Available data
--

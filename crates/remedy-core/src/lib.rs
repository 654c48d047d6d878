//! remedy-core
//!
//! Pluggable, prioritized error remediation: wrap a unit of work with a
//! handler instead of inline recovery logic.
//!
//! # モジュール構成
//! - **decision**: Decision / Action / Verdict（handler が決めた対処）
//! - **context**: handler に渡す呼び出し元のデータ
//! - **handler**: Handler trait と FnHandler
//! - **engine**: execute（continue / raise / retry のステートマシン）
//! - **registry**: priority 付き Registry（合成 Handler）
//! - **retry**: RetryBudget と BoundedRetry
//! - **error**: ExecuteError

pub mod context;
pub mod decision;
pub mod engine;
pub mod error;
pub mod handler;
pub mod registry;
pub mod retry;

pub use self::context::Context;
pub use self::decision::{Action, Decision, Verdict};
pub use self::engine::{execute, execute_with};
pub use self::error::ExecuteError;
pub use self::handler::{FnHandler, Handler};
pub use self::registry::{DEFAULT_PRIORITY, OrderedHandlers, Priority, Registry, SharedHandler};
pub use self::retry::{BoundedRetry, RetryBudget};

--

Exercise prompt
Above are the entries; copy out every line among them that contains the word "RetryBudget".

Exercise response
//! - **retry**: RetryBudget と BoundedRetry
pub use self::retry::{BoundedRetry, RetryBudget};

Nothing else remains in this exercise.